The lack of racial diversity in the available cell lines consequently translates to the same patterns in cell line panels. These panels allow for a group of cell lines with overlapping biological characteristics to be studied in tandem, for instance when screening novel therapeutic agents against a selected disease [10]. ATCC’s current lineup includes 6 human breast cell line panels (Table 1) where the cell lines from WEA vastly outnumber those from other races with roughly 67% being derived from WEA. Noteworthy is the disproportionate ratio of European descent to African descent cell lines in the TNBC panels, albeit studies have shown that TNBC is more prevalent among WAA, who also typically have a poorer prognosis [11, 12]. A preclinical trial that aimed to target mutated p53 in patients with TNBC using the drug PK11007 screened a panel of 17 cell lines. Of these, only 1 was found to be a derivative of a WAA, MDA-MB-468, while 15 were derived from WEA [13].

The first BCa cell line in history, BT-20, was established in 1958 from a 74-year-old WEA diagnosed with TNBC [16]. Later in 1973, the most commonly used BCa model, MCF-7, was isolated from a 69-year-old WEA. Its popularity is due in part to the retention of its ER status to serve as a model for luminal invasive BCa, with its most significant contribution being toward the development of targeted therapies for ER positive BCa [17]. Following MCF-7 in popularity are MDA-MB-231 and T-47D [16], both of which were derived from WEA. Consequently, there is an under representation of cell lines derived from non-European descendant donors in preclinical trials [18,19,20,21,22]. While the contributions of these cell lines should not be minimized, as cell lines derived from WEA, and since the manifestation and behavior of diseases vary among different racial groups [23], the results from studies where they act as a cancer model may hold less external validity toward other races.

Although in vitro culture of cell lines is relatively inexpensive and easier to manipulate, the 2D environment, culture media, and lack of the tumor microenvironment affects the behavior of cells. Consequently, results of preliminary assessments where they’re used as models may not be mirrored in clinical settings. An answer to this is creating an in vivo model using the cell lines in severely immunocompromised rats known as cell line xenographs.
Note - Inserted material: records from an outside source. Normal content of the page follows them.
//! Actor classification
//!
//! Turns freshly loaded identity rows into an effective [`Actor`]. Head of
//! department is a relationship, not a stored role: a faculty member is HOD
//! exactly while their department's `hod_id` points at them. Classification
//! therefore runs on every request and is never cached, so reassigning the
//! HOD changes what the next call is allowed to do without any re-login.

use crate::contract::{Actor, Department, Faculty};

/// Classify a faculty member against their department
pub fn classify(faculty: Faculty, department: Department) -> Actor {
    if department.hod_id == Some(faculty.id) {
        Actor::HeadOfDepartment {
            faculty,
            department,
        }
    } else {
        Actor::Faculty { faculty }
    }
}

#[cfg(test)]
mod tests {
    use super::*;
    use chrono::Utc;

    fn faculty(id: i32, department_id: i32) -> Faculty {
        Faculty {
            id,
            name: format!("Faculty {}", id),
            email: format!("faculty{}@uni.edu", id),
            department_id,
            created_at: Utc::now(),
        }
    }

    #[test]
    fn test_hod_when_department_points_at_faculty() {
        let dept = Department {
            id: 7,
            name: "Physics".to_string(),
            hod_id: Some(42),
        };

        let actor = classify(faculty(42, 7), dept.clone());
        assert!(matches!(actor, Actor::HeadOfDepartment { .. }));
        assert_eq!(actor.faculty_id(), Some(42));
        assert_eq!(actor.administered_department_id(), Some(7));
    }

    #[test]
    fn test_plain_faculty_when_hod_is_someone_else() {
        let dept = Department {
            id: 7,
            name: "Physics".to_string(),
            hod_id: Some(99),
        };

        let actor = classify(faculty(42, 7), dept);
        assert!(matches!(actor, Actor::Faculty { .. }));
        assert_eq!(actor.administered_department_id(), None);
    }

    #[test]
    fn test_plain_faculty_when_department_has_no_hod() {
        let dept = Department {
            id: 7,
            name: "Physics".to_string(),
            hod_id: None,
        };

        let actor = classify(faculty(42, 7), dept);
        assert!(matches!(actor, Actor::Faculty { .. }));
    }

    #[test]
    fn test_reassignment_flips_classification() {
        let fac = faculty(42, 7);
        let before = Department {
            id: 7,
            name: "Physics".to_string(),
            hod_id: Some(42),
        };
        let after = Department {
            hod_id: Some(43),
            ..before.clone()
        };

        assert!(matches!(
            classify(fac.clone(), before),
            Actor::HeadOfDepartment { .. }
        ));
        assert!(matches!(classify(fac, after), Actor::Faculty { .. }));
    }
}
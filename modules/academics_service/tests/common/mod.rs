//! Common test utilities and the shared campus fixture

use academics_service::contract::{AcademicsError, NewFaculty, Principal};
use academics_service::domain::Service;

/// Password seeded for the registrar account
pub const ADMIN_PASSWORD: &str = "registrar-secret";
/// Password shared by every seeded faculty account
pub const FACULTY_PASSWORD: &str = "chalk-and-talk";

/// Two-department campus seeded through the service itself
///
/// Computer Science carries a full teaching setup: Prof. Rao heads the
/// department and Prof. Iyer teaches CS101 inside the B.Tech programme.
/// Mechanical Engineering (Prof. Menon, ME101) exists to exercise
/// cross-department boundaries.
#[derive(Debug, Clone)]
pub struct TestCampus {
    /// Session principal for the seeded super admin
    pub admin: Principal,
    pub computer_science: i32,
    pub mechanical: i32,
    /// Heads Computer Science
    pub prof_rao: i32,
    /// Computer Science faculty, assigned to CS101
    pub prof_iyer: i32,
    /// Mechanical Engineering faculty, no teaching assignments
    pub prof_menon: i32,
    pub btech_cse: i32,
    pub cs101: i32,
    pub cs201: i32,
    pub me101: i32,
}

impl TestCampus {
    /// Seed the campus through service calls, capturing the assigned ids
    pub async fn seed(service: &Service) -> Result<Self, AcademicsError> {
        let admin_row = service
            .seed_super_admin("registrar@campus.edu", ADMIN_PASSWORD)
            .await?;
        let admin = Principal::super_admin(admin_row.id);
        let session = Some(admin);

        let cs = service
            .create_department(session, "Computer Science")
            .await?;
        let mech = service
            .create_department(session, "Mechanical Engineering")
            .await?;

        let rao = service
            .create_faculty(
                session,
                NewFaculty {
                    name: "Prof. Rao".to_string(),
                    email: "rao@campus.edu".to_string(),
                    password: FACULTY_PASSWORD.to_string(),
                    department_id: cs.id,
                },
            )
            .await?;
        let iyer = service
            .create_faculty(
                session,
                NewFaculty {
                    name: "Prof. Iyer".to_string(),
                    email: "iyer@campus.edu".to_string(),
                    password: FACULTY_PASSWORD.to_string(),
                    department_id: cs.id,
                },
            )
            .await?;
        let menon = service
            .create_faculty(
                session,
                NewFaculty {
                    name: "Prof. Menon".to_string(),
                    email: "menon@campus.edu".to_string(),
                    password: FACULTY_PASSWORD.to_string(),
                    department_id: mech.id,
                },
            )
            .await?;

        service.assign_hod(session, cs.id, rao.id).await?;

        let btech = service
            .create_programme(session, "B.Tech Computer Science", cs.id)
            .await?;
        let cs101 = service
            .create_course(session, "CS101", "Data Structures", cs.id)
            .await?;
        let cs201 = service
            .create_course(session, "CS201", "Operating Systems", cs.id)
            .await?;
        let me101 = service
            .create_course(session, "ME101", "Engineering Mechanics", mech.id)
            .await?;

        service
            .assign_course(session, btech.id, cs101.id, 3, iyer.id)
            .await?;

        Ok(Self {
            admin,
            computer_science: cs.id,
            mechanical: mech.id,
            prof_rao: rao.id,
            prof_iyer: iyer.id,
            prof_menon: menon.id,
            btech_cse: btech.id,
            cs101: cs101.id,
            cs201: cs201.id,
            me101: me101.id,
        })
    }

    /// Session for a seeded faculty member
    pub fn faculty_session(&self, faculty_id: i32) -> Option<Principal> {
        Some(Principal::faculty(faculty_id))
    }

    /// Session for the seeded super admin
    pub fn admin_session(&self) -> Option<Principal> {
        Some(self.admin)
    }

    /// Print the campus structure
    pub fn print_structure(&self) {
        println!("\n📊 Campus Structure:");
        println!(
            "   ├─ Computer Science (department {})",
            self.computer_science
        );
        println!("   │  ├─ Prof. Rao (faculty {}) [head]", self.prof_rao);
        println!(
            "   │  ├─ Prof. Iyer (faculty {}) teaches CS101",
            self.prof_iyer
        );
        println!(
            "   │  ├─ B.Tech Computer Science (programme {})",
            self.btech_cse
        );
        println!("   │  ├─ CS101 Data Structures (course {})", self.cs101);
        println!("   │  └─ CS201 Operating Systems (course {})", self.cs201);
        println!("   └─ Mechanical Engineering (department {})", self.mechanical);
        println!("      ├─ Prof. Menon (faculty {})", self.prof_menon);
        println!("      └─ ME101 Engineering Mechanics (course {})", self.me101);
    }
}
Although this model provides a microenvironment, it is still handicapped by cell lines’ lack of heterogeneity and deviations from the original tissue [24]. Three-dimensional models such as organoids and patient-derived xenographs offer a step up in mimicking the original characteristics of their tissue of origin [24,25,26].
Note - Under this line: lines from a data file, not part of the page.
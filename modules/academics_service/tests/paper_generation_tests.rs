//! Paper generation tests
//!
//! The assembler is deterministic, so these tests pin exact question
//! sequences and outcome weightages, not just totals.

use academics_service::config::Config;
use academics_service::contract::*;
use academics_service::domain::credentials::PlainTextCredentials;
use academics_service::domain::{NoOpEventPublisher, Service};
use std::sync::Arc;

mod common;
use common::TestCampus;

use service_tests::mocks::MockCampusStore;

fn print_test_header(test_name: &str, purpose: &[&str]) {
    println!("\n🧪 TEST: {}", test_name);
    if let Some(first) = purpose.first() {
        println!("📋 PURPOSE: {}", first);
    }
    for line in purpose.iter().skip(1) {
        println!("   {}", line);
    }
}

fn create_test_service_with_store() -> (Service, MockCampusStore) {
    let store = MockCampusStore::new();
    let service = Service::new(
        store.stores(),
        Arc::new(PlainTextCredentials),
        Arc::new(NoOpEventPublisher),
        Config::default(),
    );
    (service, store)
}

fn section(label: &str, mark: i32, count: i32) -> SectionSpec {
    SectionSpec {
        label: label.to_string(),
        question_type: "Descriptive".to_string(),
        mark_per_question: mark,
        number_of_questions: count,
    }
}

/// Question ids seeded into the CS101 bank, by outcome and denomination
struct QuestionBank {
    co1_five: Vec<i32>,
    co2_five: Vec<i32>,
    co1_ten: Vec<i32>,
    co2_ten: Vec<i32>,
}

/// Lay down CO1/CO2 with one topic each and the requested number of
/// questions per outcome and denomination, as the department head
async fn seed_bank(
    service: &Service,
    campus: &TestCampus,
    five: (usize, usize),
    ten: (usize, usize),
) -> QuestionBank {
    let rao = campus.faculty_session(campus.prof_rao);

    let co1 = service
        .add_course_outcome(rao, campus.cs101, "CO1", "Analyse data structures")
        .await
        .expect("add CO1");
    let co2 = service
        .add_course_outcome(rao, campus.cs101, "CO2", "Apply algorithms")
        .await
        .expect("add CO2");

    let mut topics = Vec::new();
    for (co_id, title) in [(co1.id, "Linked Lists"), (co2.id, "Sorting")] {
        let topic = service
            .add_topic(
                rao,
                NewTopic {
                    course_id: campus.cs101,
                    co_id,
                    code: None,
                    title: title.to_string(),
                    parent_topic_id: None,
                },
            )
            .await
            .expect("add topic");
        topics.push(topic.id);
    }

    let mut bank = QuestionBank {
        co1_five: Vec::new(),
        co2_five: Vec::new(),
        co1_ten: Vec::new(),
        co2_ten: Vec::new(),
    };
    let batches = [
        (topics[0], 5, five.0, &mut bank.co1_five),
        (topics[1], 5, five.1, &mut bank.co2_five),
        (topics[0], 10, ten.0, &mut bank.co1_ten),
        (topics[1], 10, ten.1, &mut bank.co2_ten),
    ];
    for (topic_id, mark, count, ids) in batches {
        for n in 0..count {
            let question = service
                .add_question(
                    rao,
                    NewQuestion {
                        course_id: campus.cs101,
                        topic_id,
                        text: format!("Question {} for {} marks", n + 1, mark),
                        mark_value: mark,
                        bloom_level: "Apply".to_string(),
                        difficulty: Some(2),
                    },
                )
                .await
                .expect("add question");
            ids.push(question.id);
        }
    }
    bank
}

#[tokio::test]
async fn test_generated_paper_matches_template() {
    let (service, _store) = create_test_service_with_store();
    let campus = TestCampus::seed(&service).await.expect("seed campus");
    let iyer = campus.faculty_session(campus.prof_iyer);

    print_test_header(
        "test_generated_paper_matches_template",
        &[
            "Verify that the paper mirrors the template section by section:",
            "counts, denominations, labels and continuous numbering.",
        ],
    );
    campus.print_structure();

    seed_bank(&service, &campus, (3, 3), (3, 3)).await;
    service
        .define_template(
            iyer,
            campus.cs101,
            180,
            70,
            vec![section("Part A", 5, 4), section("Part B", 10, 5)],
        )
        .await
        .expect("define template");

    let paper = service
        .generate_paper(iyer, campus.cs101)
        .await
        .expect("generate paper");

    assert_eq!(paper.course_id, campus.cs101);
    assert_eq!(paper.total_marks, 70);
    assert_eq!(paper.questions.len(), 9);

    let orders: Vec<i32> = paper.questions.iter().map(|q| q.order).collect();
    assert_eq!(orders, (1..=9).collect::<Vec<i32>>());

    for placement in &paper.questions[..4] {
        assert_eq!(placement.mark_value, 5);
        assert_eq!(placement.section_label.as_deref(), Some("Part A"));
    }
    for placement in &paper.questions[4..] {
        assert_eq!(placement.mark_value, 10);
        assert_eq!(placement.section_label.as_deref(), Some("Part B"));
    }

    // No question appears twice
    let mut ids: Vec<i32> = paper.questions.iter().map(|q| q.question_id).collect();
    ids.sort_unstable();
    ids.dedup();
    assert_eq!(ids.len(), 9);

    // Part A alternates outcomes, Part B favours neither by more than one
    // denomination
    println!("   CO weightages: {:?}", paper.co_weightages);
    assert_eq!(paper.co_weightages["CO1"], 40);
    assert_eq!(paper.co_weightages["CO2"], 30);
}

#[tokio::test]
async fn test_generation_is_deterministic() {
    let (service, store) = create_test_service_with_store();
    let campus = TestCampus::seed(&service).await.expect("seed campus");
    let iyer = campus.faculty_session(campus.prof_iyer);

    print_test_header(
        "test_generation_is_deterministic",
        &["Verify that the same bank and template always produce the same paper."],
    );

    seed_bank(&service, &campus, (4, 4), (2, 2)).await;
    service
        .define_template(
            iyer,
            campus.cs101,
            120,
            50,
            vec![section("Part A", 5, 6), section("Part B", 10, 2)],
        )
        .await
        .expect("define template");

    let first = service
        .generate_paper(iyer, campus.cs101)
        .await
        .expect("first paper");
    let second = service
        .generate_paper(iyer, campus.cs101)
        .await
        .expect("second paper");

    let first_ids: Vec<i32> = first.questions.iter().map(|q| q.question_id).collect();
    let second_ids: Vec<i32> = second.questions.iter().map(|q| q.question_id).collect();
    assert_eq!(first_ids, second_ids);
    assert_eq!(first.co_weightages, second.co_weightages);

    // Both runs were persisted as separate papers
    assert_eq!(store.paper_count(), 2);
    assert_ne!(first.id, second.id);
}

#[tokio::test]
async fn test_outcome_balance_follows_allocation() {
    let (service, _store) = create_test_service_with_store();
    let campus = TestCampus::seed(&service).await.expect("seed campus");
    let iyer = campus.faculty_session(campus.prof_iyer);

    print_test_header(
        "test_outcome_balance_follows_allocation",
        &[
            "Verify the selection rule on a skewed bank: every pick goes to the",
            "outcome with the fewest marks so far, until its stock runs dry.",
        ],
    );

    // CO1 has five 5-mark questions, CO2 only one
    let bank = seed_bank(&service, &campus, (5, 1), (0, 0)).await;
    service
        .define_template(iyer, campus.cs101, 90, 30, vec![section("Part A", 5, 6)])
        .await
        .expect("define template");

    let paper = service
        .generate_paper(iyer, campus.cs101)
        .await
        .expect("generate paper");

    let codes: Vec<&str> = paper
        .questions
        .iter()
        .map(|q| q.co_satisfied.as_deref().unwrap_or(""))
        .collect();
    assert_eq!(codes, vec!["CO1", "CO2", "CO1", "CO1", "CO1", "CO1"]);

    println!("   CO weightages: {:?}", paper.co_weightages);
    assert_eq!(paper.co_weightages["CO1"], 25);
    assert_eq!(paper.co_weightages["CO2"], 5);

    // The single CO2 question was the one in the bank
    assert_eq!(paper.questions[1].question_id, bank.co2_five[0]);
}

#[tokio::test]
async fn test_pool_exhaustion_aborts_generation() {
    let (service, store) = create_test_service_with_store();
    let campus = TestCampus::seed(&service).await.expect("seed campus");
    let iyer = campus.faculty_session(campus.prof_iyer);

    print_test_header(
        "test_pool_exhaustion_aborts_generation",
        &[
            "Verify that a section the bank cannot fill aborts the whole",
            "generation with the shortfall reported and nothing persisted.",
        ],
    );

    seed_bank(&service, &campus, (2, 1), (0, 0)).await;
    service
        .define_template(iyer, campus.cs101, 60, 20, vec![section("Part A", 5, 4)])
        .await
        .expect("define template");

    let result = service.generate_paper(iyer, campus.cs101).await.unwrap_err();
    assert_eq!(
        result,
        AcademicsError::QuestionPoolExhausted {
            section_label: "Part A".to_string(),
            missing: 1,
        }
    );
    assert_eq!(store.paper_count(), 0);

    let papers = service
        .list_generated_papers(iyer, campus.cs101)
        .await
        .expect("list papers");
    assert!(papers.is_empty());
}

#[tokio::test]
async fn test_retired_question_stays_in_old_papers() {
    let (service, _store) = create_test_service_with_store();
    let campus = TestCampus::seed(&service).await.expect("seed campus");
    let rao = campus.faculty_session(campus.prof_rao);
    let iyer = campus.faculty_session(campus.prof_iyer);

    print_test_header(
        "test_retired_question_stays_in_old_papers",
        &[
            "Verify that retiring a question removes it from future papers while",
            "papers that already used it keep their reference.",
        ],
    );

    let bank = seed_bank(&service, &campus, (2, 2), (0, 0)).await;
    service
        .define_template(iyer, campus.cs101, 60, 10, vec![section("Part A", 5, 2)])
        .await
        .expect("define template");

    println!("\n📝 Stage 1: First paper uses the first question of each outcome");
    let first = service
        .generate_paper(iyer, campus.cs101)
        .await
        .expect("first paper");
    let first_ids: Vec<i32> = first.questions.iter().map(|q| q.question_id).collect();
    assert_eq!(first_ids, vec![bank.co1_five[0], bank.co2_five[0]]);

    println!("\n📝 Stage 2: The head retires that CO1 question");
    service
        .retire_question(rao, bank.co1_five[0])
        .await
        .expect("retire question");

    println!("\n📝 Stage 3: The next paper falls back to the second CO1 question");
    let second = service
        .generate_paper(iyer, campus.cs101)
        .await
        .expect("second paper");
    let second_ids: Vec<i32> = second.questions.iter().map(|q| q.question_id).collect();
    assert_eq!(second_ids, vec![bank.co1_five[1], bank.co2_five[0]]);

    println!("\n📝 Stage 4: The old paper still references the retired question");
    let papers = service
        .list_generated_papers(iyer, campus.cs101)
        .await
        .expect("list papers");
    assert_eq!(papers.len(), 2);
    // Newest first
    assert_eq!(papers[0].id, second.id);
    assert_eq!(papers[1].id, first.id);
    let old_ids: Vec<i32> = papers[1].questions.iter().map(|q| q.question_id).collect();
    assert!(old_ids.contains(&bank.co1_five[0]));
}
Clinical trials in breast cancer treatment and prevention

Clinical trials are essential in determining how well results from in vitro and preclinical studies translate to the desired therapeutic effects in humans as well as assessing adverse reactions. A study published in 1971 showcased data of one of the early modern day BCa clinical trials where the antiestrogen effect of IC146474 (now known as tamoxifen) was examined. The trial, in which tamoxifen was used to treat hormone sensitive BCa, involved 46 patients (races not specified) for a period of more than 3 months [27]. Later, in 1992, the NSABP conducted the first BCa chemoprevention trial in history where 13,388 women were recruited to assess tamoxifen’s chemopreventive efficacy. Of the women recruited, 12,706 (94.9%) were WEA, 220 (1.6%) were WAA, and other races made up the remainder [28].

The racial disparity in BCa clinical trial enrollment is evident across trials supported by several organizations (Additional file 1: Table 1). Scientific American reports that although racial minorities constitute 40% of the US population, they are typically vastly outnumbered in clinical trials by participants of European descent, who can constitute up to 80–90% of recruits [23].
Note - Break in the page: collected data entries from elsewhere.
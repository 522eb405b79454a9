//! Domain service - business logic orchestration
//!
//! Every operation follows the same rhythm: resolve the actor from the
//! principal, authorize against the policy evaluator, validate inputs, then
//! touch the store. Nothing is written before every check has passed, so a
//! failed call leaves the store exactly as it was.

use super::credentials::CredentialVerifier;
use super::events::{AcademicsEvent, EventPublisher};
use super::hierarchy::{self, TopicTreeError};
use super::identity;
use super::paper;
use super::policy::{self, Action, CourseScope, Resource};
use super::repository::{NewFacultyRecord, NewPaperRecord, NewTemplateRecord, StoreError, Stores};
use super::validation;
use crate::config::Config;
use crate::contract::{
    AcademicsError, Actor, Course, CourseOutcome, Department, Faculty, GeneratedPaper, NewFaculty,
    NewQuestion, NewTopic, Offering, Principal, Programme, Question, RoleTag, SectionSpec,
    SuperAdmin, Template, Topic,
};
use std::collections::BTreeSet;
use std::sync::Arc;
use tracing::{info, warn};

/// Translate store failures into contract errors
///
/// Semantic conflicts keep their meaning; backend failures are logged and
/// flattened to Internal.
fn map_store_err(err: StoreError) -> AcademicsError {
    match err {
        StoreError::Duplicate { field, value } => AcademicsError::UniquenessViolation {
            field: field.to_string(),
            value,
        },
        StoreError::DuplicateOffering {
            programme_id,
            course_id,
        } => AcademicsError::DuplicateOffering {
            programme_id,
            course_id,
        },
        StoreError::DuplicateTemplate { course_id } => {
            AcademicsError::TemplateAlreadyExists { course_id }
        }
        StoreError::Backend(e) => {
            warn!(error = %e, "storage backend failure");
            AcademicsError::Internal
        }
    }
}
#[async_trait]
impl OfferingRepository for SeaOrmOfferingRepository {
    async fn insert_unique(
        &self,
        programme_id: i32,
        course_id: i32,
        semester_no: i32,
        faculty_id: i32,
    ) -> StoreResult<Offering> {
        let txn = self.db.begin().await.map_err(backend)?;

        let existing = entity::offering::Entity::find()
            .filter(entity::offering::Column::ProgrammeId.eq(programme_id))
            .filter(entity::offering::Column::CourseId.eq(course_id))
            .one(&txn)
            .await
            .map_err(backend)?;
        if existing.is_some() {
            return Err(StoreError::DuplicateOffering {
                programme_id,
                course_id,
            });
        }

        let active = entity::offering::ActiveModel {
            programme_id: Set(programme_id),
            course_id: Set(course_id),
            semester_no: Set(semester_no),
            faculty_id: Set(faculty_id),
            ..Default::default()
        };

        let result = entity::offering::Entity::insert(active)
            .exec_with_returning(&txn)
            .await
            .map_err(|e| match e.sql_err() {
                Some(SqlErr::UniqueConstraintViolation(_)) => StoreError::DuplicateOffering {
                    programme_id,
                    course_id,
                },
                _ => backend(e),
            })?;

        txn.commit().await.map_err(backend)?;
        Ok(result.into())
    }

    async fn list_by_programme(&self, programme_id: i32) -> StoreResult<Vec<Offering>> {
        let results = entity::offering::Entity::find()
            .filter(entity::offering::Column::ProgrammeId.eq(programme_id))
            .order_by_asc(entity::offering::Column::SemesterNo)
            .order_by_asc(entity::offering::Column::Id)
            .all(&*self.db)
            .await
            .map_err(backend)?;

        Ok(results.into_iter().map(|e| e.into()).collect())
    }

    async fn list_by_course(&self, course_id: i32) -> StoreResult<Vec<Offering>> {
        let results = entity::offering::Entity::find()
            .filter(entity::offering::Column::CourseId.eq(course_id))
            .order_by_asc(entity::offering::Column::Id)
            .all(&*self.db)
            .await
            .map_err(backend)?;

        Ok(results.into_iter().map(|e| e.into()).collect())
    }

    async fn list_by_faculty(&self, faculty_id: i32) -> StoreResult<Vec<Offering>> {
        let results = entity::offering::Entity::find()
            .filter(entity::offering::Column::FacultyId.eq(faculty_id))
            .order_by_asc(entity::offering::Column::Id)
            .all(&*self.db)
            .await
            .map_err(backend)?;

        Ok(results.into_iter().map(|e| e.into()).collect())
    }
}

// ===== Template Repository =====

pub struct SeaOrmTemplateRepository {
    db: Arc<DatabaseConnection>,
}

impl SeaOrmTemplateRepository {
    pub fn new(db: Arc<DatabaseConnection>) -> Self {
        Self { db }
    }
}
The issue of racial disparity in BCa trial enrollment is especially evident in trials looking specifically at TNBC. Despite being more prevalent in WAA, there is underrepresentation of WAA in trials specifically studying treatment options for patients with this aggressive BCa subtype. Trophoblast cell surface antigen 2 (Trop-2) is expressed across all BCa subtypes; however, overexpression appears more common in aggressive disease subtypes. Trop-2 is expressed in the majority of TNBCs and may be considered an actionable biomarker. Sacituzumab govitecan-hziy is an antibody–drug conjugate that targets Trop-2 for the selective delivery of SN-38. In 2020, Sacituzumab govitecan (Trodelvy; Immunomedics, Inc.) was approved by the FDA for the treatment of patients who have received at least two prior therapies for metastatic disease [39]. The phase 1/2 clinical trial recruited 108 patients, of which 82 (75.9%) were WEA, 8 (7.4%) were WAA, and 3 (2.8%) were Asian [40].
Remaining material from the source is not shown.